For the thirds it’s on you to actually communicate. You don’t have to initiate every conversation or carry the conversation but you should engage in them when the opportunity presents itself and you should create the opportunity from time to time. You should be clear and honest in your communication. Whether it’s scheduling, sexual preferences, thoughts, intentions, whatever the case, honesty is best. We’re not dating, this isn’t a game, there’s no reason to lie or mislead anyone. Be upfront and clear and everyone is better for it and can make informed choices.
Lastly, this lifestyle is all about communication and attraction so reach out to the couples you spend time with because we find it attractive.Communication is sexy as fuck! It can help set the mood and build trust and anticipation, which leads to better sex. By not communicating and/or doing the bare minimum you’re depriving yourself of great sex with some others guys wife, and that’s just foolish.
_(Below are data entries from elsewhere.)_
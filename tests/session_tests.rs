//! State-machine tests for the chat session, run against a scripted
//! backend. No network is involved.

use std::collections::VecDeque;
use std::sync::atomic::{AtomicUsize, Ordering};
use std::sync::{Arc, Mutex};
use std::time::Duration;

use async_trait::async_trait;

use qwintus::chat::ChatSession;
use qwintus::types::{
    Attachment, ChatExchange, ChatRequest, HistoryEntry, ImageExchange, Message, ModelLabel,
    ModelProbeReport, ModelProbeRequest, Sender,
};
use qwintus::{Backend, Error, Result, SessionObserver};

/// Scripted backend: canned replies, recorded requests, optional delay so
/// tests can observe the session mid-flight.
#[derive(Default)]
struct ScriptedBackend {
    chat_replies: Mutex<VecDeque<Result<ChatExchange>>>,
    chat_requests: Mutex<Vec<ChatRequest>>,
    multipart_requests: Mutex<Vec<(ChatRequest, usize)>>,
    image_replies: Mutex<VecDeque<Result<ImageExchange>>>,
    model_names: Mutex<VecDeque<Result<String>>>,
    model_name_calls: AtomicUsize,
    model_lists: Mutex<VecDeque<Result<Vec<String>>>>,
    history_replies: Mutex<VecDeque<Result<Vec<HistoryEntry>>>>,
    probe_replies: Mutex<VecDeque<Result<ModelProbeReport>>>,
    chat_delay: Option<Duration>,
}

impl ScriptedBackend {
    fn new() -> Self {
        Self::default()
    }

    fn with_chat_delay(delay: Duration) -> Self {
        Self {
            chat_delay: Some(delay),
            ..Self::default()
        }
    }

    fn script_chat(&self, reply: Result<ChatExchange>) {
        self.chat_replies.lock().unwrap().push_back(reply);
    }

    fn script_image(&self, reply: Result<ImageExchange>) {
        self.image_replies.lock().unwrap().push_back(reply);
    }

    fn script_model_name(&self, reply: Result<String>) {
        self.model_names.lock().unwrap().push_back(reply);
    }

    fn script_model_list(&self, reply: Result<Vec<String>>) {
        self.model_lists.lock().unwrap().push_back(reply);
    }

    fn script_history(&self, reply: Result<Vec<HistoryEntry>>) {
        self.history_replies.lock().unwrap().push_back(reply);
    }

    fn script_probe(&self, reply: Result<ModelProbeReport>) {
        self.probe_replies.lock().unwrap().push_back(reply);
    }

    fn chat_requests(&self) -> Vec<ChatRequest> {
        self.chat_requests.lock().unwrap().clone()
    }

    fn multipart_requests(&self) -> Vec<(ChatRequest, usize)> {
        self.multipart_requests.lock().unwrap().clone()
    }
}

fn exchange(chat_id: &str, response: &str) -> ChatExchange {
    ChatExchange {
        chat_id: chat_id.to_string(),
        response: response.to_string(),
    }
}

/// Shared handle to a `ScriptedBackend`. The orphan rule forbids
/// implementing the foreign `Backend` trait directly for
/// `Arc<ScriptedBackend>`, so tests wrap the shared state in this local
/// newtype and reach the inner fields through `Deref`.
#[derive(Clone, Default)]
struct SharedBackend(Arc<ScriptedBackend>);

impl SharedBackend {
    fn new() -> Self {
        SharedBackend(Arc::new(ScriptedBackend::new()))
    }

    fn with_chat_delay(delay: Duration) -> Self {
        SharedBackend(Arc::new(ScriptedBackend::with_chat_delay(delay)))
    }
}

impl std::ops::Deref for SharedBackend {
    type Target = ScriptedBackend;

    fn deref(&self) -> &ScriptedBackend {
        &self.0
    }
}

#[async_trait]
impl Backend for SharedBackend {
    async fn chat(&self, request: &ChatRequest) -> Result<ChatExchange> {
        if let Some(delay) = self.chat_delay {
            tokio::time::sleep(delay).await;
        }
        self.chat_requests.lock().unwrap().push(request.clone());
        self.chat_replies
            .lock()
            .unwrap()
            .pop_front()
            .unwrap_or_else(|| Err(Error::unknown("unscripted chat call")))
    }

    async fn chat_with_files(
        &self,
        request: &ChatRequest,
        files: &[Attachment],
    ) -> Result<ChatExchange> {
        self.multipart_requests
            .lock()
            .unwrap()
            .push((request.clone(), files.len()));
        self.chat_replies
            .lock()
            .unwrap()
            .pop_front()
            .unwrap_or_else(|| Err(Error::unknown("unscripted multipart call")))
    }

    async fn generate_image(&self, _prompt: &str) -> Result<ImageExchange> {
        self.image_replies
            .lock()
            .unwrap()
            .pop_front()
            .unwrap_or_else(|| Err(Error::unknown("unscripted image call")))
    }

    async fn model_name(&self) -> Result<String> {
        self.model_name_calls.fetch_add(1, Ordering::Relaxed);
        self.model_names
            .lock()
            .unwrap()
            .pop_front()
            .unwrap_or_else(|| Err(Error::unknown("unscripted model call")))
    }

    async fn list_models(&self) -> Result<Vec<String>> {
        self.model_lists
            .lock()
            .unwrap()
            .pop_front()
            .unwrap_or_else(|| Err(Error::unknown("unscripted models call")))
    }

    async fn history(&self) -> Result<Vec<HistoryEntry>> {
        self.history_replies
            .lock()
            .unwrap()
            .pop_front()
            .unwrap_or_else(|| Err(Error::unknown("unscripted history call")))
    }

    async fn probe_models(&self, _request: &ModelProbeRequest) -> Result<ModelProbeReport> {
        self.probe_replies
            .lock()
            .unwrap()
            .pop_front()
            .unwrap_or_else(|| Err(Error::unknown("unscripted probe call")))
    }
}

/// Observer that records pending transitions for ordering assertions.
struct PendingRecorder {
    transitions: Arc<Mutex<Vec<bool>>>,
}

impl SessionObserver for PendingRecorder {
    fn pending_changed(&self, pending: bool) {
        self.transitions.lock().unwrap().push(pending);
    }
}

fn senders(messages: &[Message]) -> Vec<Sender> {
    messages.iter().map(|m| m.sender).collect()
}

#[tokio::test]
async fn success_adopts_chat_id_and_appends_in_order() {
    let backend = SharedBackend::new();
    backend.script_chat(Ok(exchange("abc", "hi")));
    let session = ChatSession::with_backend(backend.clone());

    assert!(session.chat_id().is_none());
    session.submit_message("hello").await.unwrap();

    assert_eq!(session.chat_id().as_deref(), Some("abc"));
    let messages = session.messages();
    assert_eq!(senders(&messages), vec![Sender::User, Sender::Assistant]);
    assert_eq!(messages[0].content, "hello");
    assert_eq!(messages[1].content, "hi");
    assert!(!session.pending());
}

#[tokio::test]
async fn failure_appends_error_and_keeps_identity() {
    let backend = SharedBackend::new();
    backend.script_chat(Err(Error::timeout("timeout", None)));
    let session = ChatSession::with_backend(backend.clone());

    let result = session.submit_message("hello").await;
    assert!(result.is_err());

    assert!(session.chat_id().is_none());
    let messages = session.messages();
    assert_eq!(senders(&messages), vec![Sender::User, Sender::Error]);
    assert_eq!(messages[0].content, "hello");
    assert!(messages[1].content.contains("timeout"));
    assert!(!session.pending());
}

#[tokio::test(start_paused = true)]
async fn concurrent_submits_dispatch_exactly_once() {
    let backend = SharedBackend::with_chat_delay(Duration::from_millis(50));
    backend.script_chat(Ok(exchange("abc", "first reply")));
    backend.script_chat(Ok(exchange("abc", "second reply")));
    let session = ChatSession::with_backend(backend.clone());

    let (first, second) = tokio::join!(
        session.submit_message("first"),
        session.submit_message("second"),
    );
    first.unwrap();
    second.unwrap();

    // The second submit hit the pending gate: one dispatch, one optimistic
    // echo, one reply.
    assert_eq!(backend.chat_requests().len(), 1);
    let messages = session.messages();
    assert_eq!(senders(&messages), vec![Sender::User, Sender::Assistant]);
    assert_eq!(messages[0].content, "first");
    assert_eq!(messages[1].content, "first reply");
}

#[tokio::test(start_paused = true)]
async fn pending_is_visible_mid_flight_and_resets() {
    let backend = SharedBackend::with_chat_delay(Duration::from_millis(50));
    backend.script_chat(Ok(exchange("abc", "hi")));

    let transitions = Arc::new(Mutex::new(Vec::new()));
    let mut session = ChatSession::with_backend(backend.clone());
    session.subscribe(Box::new(PendingRecorder {
        transitions: transitions.clone(),
    }));
    let session = session;

    let observe = async {
        tokio::time::sleep(Duration::from_millis(10)).await;
        assert!(session.pending());
    };
    let (result, _) = tokio::join!(session.submit_message("hello"), observe);
    result.unwrap();

    assert!(!session.pending());
    assert_eq!(*transitions.lock().unwrap(), vec![true, false]);
}

#[tokio::test(start_paused = true)]
async fn new_session_is_rejected_while_pending() {
    let backend = SharedBackend::with_chat_delay(Duration::from_millis(50));
    backend.script_chat(Ok(exchange("abc", "hi")));
    let session = ChatSession::with_backend(backend.clone());

    let reset_attempt = async {
        tokio::time::sleep(Duration::from_millis(10)).await;
        assert!(!session.start_new_session());
    };
    let (result, _) = tokio::join!(session.submit_message("hello"), reset_attempt);
    result.unwrap();

    // The in-flight exchange survived the rejected reset.
    assert_eq!(session.chat_id().as_deref(), Some("abc"));
    assert_eq!(session.message_count(), 2);
}

#[tokio::test]
async fn new_session_clears_everything() {
    let backend = SharedBackend::new();
    backend.script_chat(Ok(exchange("abc", "hi")));
    let session = ChatSession::with_backend(backend.clone());

    session.select_agent(Some("Web Dev".to_string()));
    session.set_web_search(true);
    session.submit_message("hello").await.unwrap();

    assert!(session.start_new_session());
    assert!(session.chat_id().is_none());
    assert_eq!(session.message_count(), 0);
    assert!(session.options().is_empty());
}

#[tokio::test]
async fn agent_selection_is_consumed_by_one_send() {
    let backend = SharedBackend::new();
    backend.script_chat(Ok(exchange("abc", "one")));
    backend.script_chat(Ok(exchange("abc", "two")));
    let session = ChatSession::with_backend(backend.clone());

    session.select_agent(Some("Code Assistant".to_string()));
    session.submit_message("first").await.unwrap();
    session.submit_message("second").await.unwrap();

    let requests = backend.chat_requests();
    assert_eq!(requests.len(), 2);
    assert_eq!(requests[0].agent_name.as_deref(), Some("Code Assistant"));
    assert_eq!(requests[1].agent_name, None);
}

#[tokio::test]
async fn toggles_persist_across_sends() {
    let backend = SharedBackend::new();
    backend.script_chat(Ok(exchange("abc", "one")));
    backend.script_chat(Ok(exchange("abc", "two")));
    let session = ChatSession::with_backend(backend.clone());

    session.set_web_search(true);
    session.set_thinking_mode(true);
    session.submit_message("first").await.unwrap();
    session.submit_message("second").await.unwrap();

    for request in backend.chat_requests() {
        assert!(request.use_web_search);
        assert!(request.thinking_mode);
    }
}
I’m tired of being on the receiving end of poor communication and I’m even more tired of seeing these amazing women that I know struggle with their self esteem and question this lifestyle so can we all just agree to try to do better in the area of communication? Whatever that looks like in your relationship and how you play out this fantasy, if we’re all a little clearer and more respectful in our communication and the energy we give each other I think it’ll vastly improve how much couples, wives and the men who join us get to enjoy this amazingly fun hotwife lifestyle.